Por haver, com dolo ou negligência, sido praticado um ato de espionagem
pelos Serviços, o Presidente da Câmara Municipal de Lisboa não se
demitiu.
Sendo as situações equivalentes, atentas a importância relativa dos dois
cargos,
a diferença de atitudes apenas revela que muito pouco de comum existirá
entre o outrora Chanceler e o atual Presidente da Câmara Municipal"

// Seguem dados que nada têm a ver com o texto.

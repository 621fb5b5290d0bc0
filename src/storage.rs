// src/storage.rs

use std::path::{Path, PathBuf};

use async_trait::async_trait;
use chrono::{DateTime, Utc};
use dashmap::DashMap;
use serde::{Deserialize, Serialize};
use thiserror::Error;
use tokio::fs;

#[derive(Debug, Error)]
pub enum StorageError {
    #[error("artifact `{0}` not found")]
    NotFound(String),
    #[error("i/o failure at {}", path.display())]
    Io {
        path: PathBuf,
        #[source]
        source: std::io::Error,
    },
    #[error("malformed part payload: {0}")]
    MalformedPart(String),
}

fn io_err(path: impl Into<PathBuf>, source: std::io::Error) -> StorageError {
    StorageError::Io {
        path: path.into(),
        source,
    }
}

/// Connector to the graph database holding pedestrian artifacts and their
/// relationships. The core only ever sees this trait; the production
/// connector lives outside the repo.
#[async_trait]
pub trait GraphStore: Send + Sync {
    async fn store(&self, id: &str, artifact: Vec<u8>) -> Result<(), StorageError>;

    /// Fails with [`StorageError::NotFound`] if the id was never stored.
    async fn retrieve(&self, id: &str) -> Result<Vec<u8>, StorageError>;

    async fn record_relationship(
        &self,
        id_a: &str,
        id_b: &str,
        value: f64,
    ) -> Result<(), StorageError>;
}

/// In-process graph store for local runs and tests.
pub struct InMemoryGraphStore {
    artifacts: DashMap<String, Vec<u8>>,
    relationships: DashMap<(String, String), f64>,
}

impl InMemoryGraphStore {
    pub fn new() -> Self {
        Self {
            artifacts: DashMap::new(),
            relationships: DashMap::new(),
        }
    }

    pub fn relationship(&self, id_a: &str, id_b: &str) -> Option<f64> {
        self.relationships
            .get(&(id_a.to_string(), id_b.to_string()))
            .map(|v| *v)
    }
}

impl Default for InMemoryGraphStore {
    fn default() -> Self {
        Self::new()
    }
}

#[async_trait]
impl GraphStore for InMemoryGraphStore {
    async fn store(&self, id: &str, artifact: Vec<u8>) -> Result<(), StorageError> {
        self.artifacts.insert(id.to_string(), artifact);
        Ok(())
    }

    async fn retrieve(&self, id: &str) -> Result<Vec<u8>, StorageError> {
        self.artifacts
            .get(id)
            .map(|a| a.clone())
            .ok_or_else(|| StorageError::NotFound(id.to_string()))
    }

    async fn record_relationship(
        &self,
        id_a: &str,
        id_b: &str,
        value: f64,
    ) -> Result<(), StorageError> {
        self.relationships
            .insert((id_a.to_string(), id_b.to_string()), value);
        Ok(())
    }
}

const MANIFEST_FILE: &str = "_manifest.json";

/// Per-task manifest, written when the first part arrives. Declares how many
/// parts the task fans into.
#[derive(Debug, Clone, Serialize, Deserialize)]
pub struct PartManifest {
    pub expected_parts: usize,
    pub declared_at: DateTime<Utc>,
}

#[derive(Debug, Clone, Copy, PartialEq, Eq)]
pub struct TaskDirSummary {
    pub parts: usize,
    pub bytes: u64,
}

/// Durable part storage on a local directory tree, one directory per task.
/// Stands in for the distributed filesystem the cluster deployment uses;
/// the completion tracker only relies on create/overwrite, directory
/// summaries, and recursive delete.
pub struct LocalPartStore {
    root: PathBuf,
}

impl LocalPartStore {
    pub fn new(root: impl Into<PathBuf>) -> Self {
        Self { root: root.into() }
    }

    fn task_dir(&self, task_id: &str) -> PathBuf {
        self.root.join(task_id)
    }

    pub fn archive_path(&self, task_id: &str) -> PathBuf {
        self.root.join(format!("{task_id}.pack"))
    }

    pub async fn archive_exists(&self, task_id: &str) -> bool {
        fs::try_exists(self.archive_path(task_id)).await.unwrap_or(false)
    }

    /// Write one part, overwriting any previous delivery of the same part.
    pub async fn write_part(
        &self,
        task_id: &str,
        part_id: &str,
        bytes: &[u8],
    ) -> Result<(), StorageError> {
        let dir = self.task_dir(task_id);
        fs::create_dir_all(&dir).await.map_err(|e| io_err(&dir, e))?;
        let path = dir.join(part_id);
        fs::write(&path, bytes).await.map_err(|e| io_err(&path, e))
    }

    /// Persist the declared part count if no earlier arrival declared one.
    /// Returns the manifest in effect.
    pub async fn declare(
        &self,
        task_id: &str,
        expected_parts: usize,
    ) -> Result<PartManifest, StorageError> {
        if let Some(existing) = self.manifest(task_id).await? {
            return Ok(existing);
        }
        let dir = self.task_dir(task_id);
        fs::create_dir_all(&dir).await.map_err(|e| io_err(&dir, e))?;
        let manifest = PartManifest {
            expected_parts,
            declared_at: Utc::now(),
        };
        let path = dir.join(MANIFEST_FILE);
        let json = serde_json::to_vec_pretty(&manifest)
            .map_err(|e| StorageError::MalformedPart(e.to_string()))?;
        fs::write(&path, json).await.map_err(|e| io_err(&path, e))?;
        Ok(manifest)
    }

    pub async fn manifest(&self, task_id: &str) -> Result<Option<PartManifest>, StorageError> {
        let path = self.task_dir(task_id).join(MANIFEST_FILE);
        match fs::read(&path).await {
            Ok(bytes) => serde_json::from_slice(&bytes)
                .map(Some)
                .map_err(|e| StorageError::MalformedPart(e.to_string())),
            Err(e) if e.kind() == std::io::ErrorKind::NotFound => Ok(None),
            Err(e) => Err(io_err(&path, e)),
        }
    }

    /// Scan the task directory and count the parts stored so far. The
    /// completion decision is recomputed from this summary on every arrival,
    /// never from an in-memory counter.
    pub async fn summarize(&self, task_id: &str) -> Result<TaskDirSummary, StorageError> {
        let dir = self.task_dir(task_id);
        let mut summary = TaskDirSummary { parts: 0, bytes: 0 };
        let mut entries = match fs::read_dir(&dir).await {
            Ok(entries) => entries,
            Err(e) if e.kind() == std::io::ErrorKind::NotFound => return Ok(summary),
            Err(e) => return Err(io_err(&dir, e)),
        };
        while let Some(entry) = entries.next_entry().await.map_err(|e| io_err(&dir, e))? {
            if entry.file_name() == MANIFEST_FILE {
                continue;
            }
            let meta = entry.metadata().await.map_err(|e| io_err(entry.path(), e))?;
            if meta.is_file() {
                summary.parts += 1;
                summary.bytes += meta.len();
            }
        }
        Ok(summary)
    }

    /// All stored parts, name-sorted for deterministic packing.
    pub async fn read_parts(&self, task_id: &str) -> Result<Vec<(String, Vec<u8>)>, StorageError> {
        let dir = self.task_dir(task_id);
        let mut parts = Vec::new();
        let mut entries = fs::read_dir(&dir).await.map_err(|e| io_err(&dir, e))?;
        while let Some(entry) = entries.next_entry().await.map_err(|e| io_err(&dir, e))? {
            let name = entry.file_name().to_string_lossy().to_string();
            if name == MANIFEST_FILE {
                continue;
            }
            let bytes = fs::read(entry.path())
                .await
                .map_err(|e| io_err(entry.path(), e))?;
            parts.push((name, bytes));
        }
        parts.sort_by(|a, b| a.0.cmp(&b.0));
        Ok(parts)
    }

    /// Write the packed archive atomically (temp file + rename).
    pub async fn write_archive(&self, task_id: &str, bytes: &[u8]) -> Result<(), StorageError> {
        fs::create_dir_all(&self.root)
            .await
            .map_err(|e| io_err(&self.root, e))?;
        let tmp = self.root.join(format!("{task_id}.pack.tmp"));
        fs::write(&tmp, bytes).await.map_err(|e| io_err(&tmp, e))?;
        let path = self.archive_path(task_id);
        fs::rename(&tmp, &path).await.map_err(|e| io_err(&path, e))
    }

    /// Reclaim the intermediate per-part storage.
    pub async fn remove_task(&self, task_id: &str) -> Result<(), StorageError> {
        let dir = self.task_dir(task_id);
        match fs::remove_dir_all(&dir).await {
            Ok(()) => Ok(()),
            Err(e) if e.kind() == std::io::ErrorKind::NotFound => Ok(()),
            Err(e) => Err(io_err(&dir, e)),
        }
    }

    pub fn root(&self) -> &Path {
        &self.root
    }
}
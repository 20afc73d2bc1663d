//! Compiled-in scoring and validation constants.
//!
//! None of these are read from files or the environment, so every engine
//! scores on the same 1-9 scale. Rule weights live with the rules themselves
//! (see [`crate::scoring::topics`]).

/// Score before any factor is applied
pub const BASELINE_SCORE: f64 = 5.0;

pub const MIN_SCORE: u8 = 1;
pub const MAX_SCORE: u8 = 9;

/// Lowest score categorized as "usually appropriate"
pub const APPROPRIATE_MIN: u8 = 7;

/// Highest score categorized as "usually not appropriate"
pub const INAPPROPRIATE_MAX: u8 = 3;

/// Number of fired factors at which confidence becomes high
pub const HIGH_CONFIDENCE_FACTORS: usize = 3;

/// A single factor at least this large also makes confidence high
pub const DECISIVE_CONTRIBUTION: f64 = 4.0;

/// Scores at or below this get a conservative-management alternative
pub const CONSERVATIVE_ALTERNATIVE_MAX: u8 = 4;

/// X-ray alternative is offered this many points below the requested study
pub const XRAY_SCORE_PENALTY: u8 = 2;

pub const MIN_AGE: u32 = 0;
pub const MAX_AGE: u32 = 150;

/// Ages at or above this (but within range) produce a "verify age" warning
pub const AGE_WARNING_THRESHOLD: u32 = 110;

#[cfg(test)]
mod tests {
    use super::*;

    #[test]
    fn test_baseline_is_mid_scale() {
        assert_eq!(BASELINE_SCORE, 5.0);
        assert!(BASELINE_SCORE >= f64::from(MIN_SCORE));
        assert!(BASELINE_SCORE <= f64::from(MAX_SCORE));
    }

    #[test]
    fn test_category_bands_partition_scale() {
        assert_eq!((MIN_SCORE, MAX_SCORE), (1, 9));
        assert_eq!(INAPPROPRIATE_MAX, 3);
        assert_eq!(APPROPRIATE_MIN, 7);
        assert!(MIN_SCORE <= INAPPROPRIATE_MAX);
        assert!(INAPPROPRIATE_MAX < APPROPRIATE_MIN);
        assert!(APPROPRIATE_MIN <= MAX_SCORE);
    }

    #[test]
    fn test_age_band() {
        assert!(MIN_AGE < AGE_WARNING_THRESHOLD);
        assert!(AGE_WARNING_THRESHOLD <= MAX_AGE);
    }
}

Não é simplesmente a capacidade de registar a tradição pela escrita que
distingue os povos civilizados, mas a capacidade de, individual e
coletivamente, elevar o espírito um pouco que seja acima da preocupação com o
carrito acabado de sair do stander ainda com o capum a brilhar;
acima das imagens de carantonhas horrivelmente feias com esgares supostamente
sorridentes a olhar para os basbaques em redes sociais onde pontificam relatos
com imagens mal enquadradas de glúteos musculados, peitos descaídos, cochas
moldadas em celulite em estado de negação; acima da ostentação básica,
primária, de quem, por ter aprendido a dar uns toques na bola acena com
milhões a populações esfomeadas e sanitariamente enfraquecidas; acima da
vaidade desmesurada e da febre de protagonismo de quem nem miolos tem para
olhar para o Mundo e entender o que lhe está a acontecer.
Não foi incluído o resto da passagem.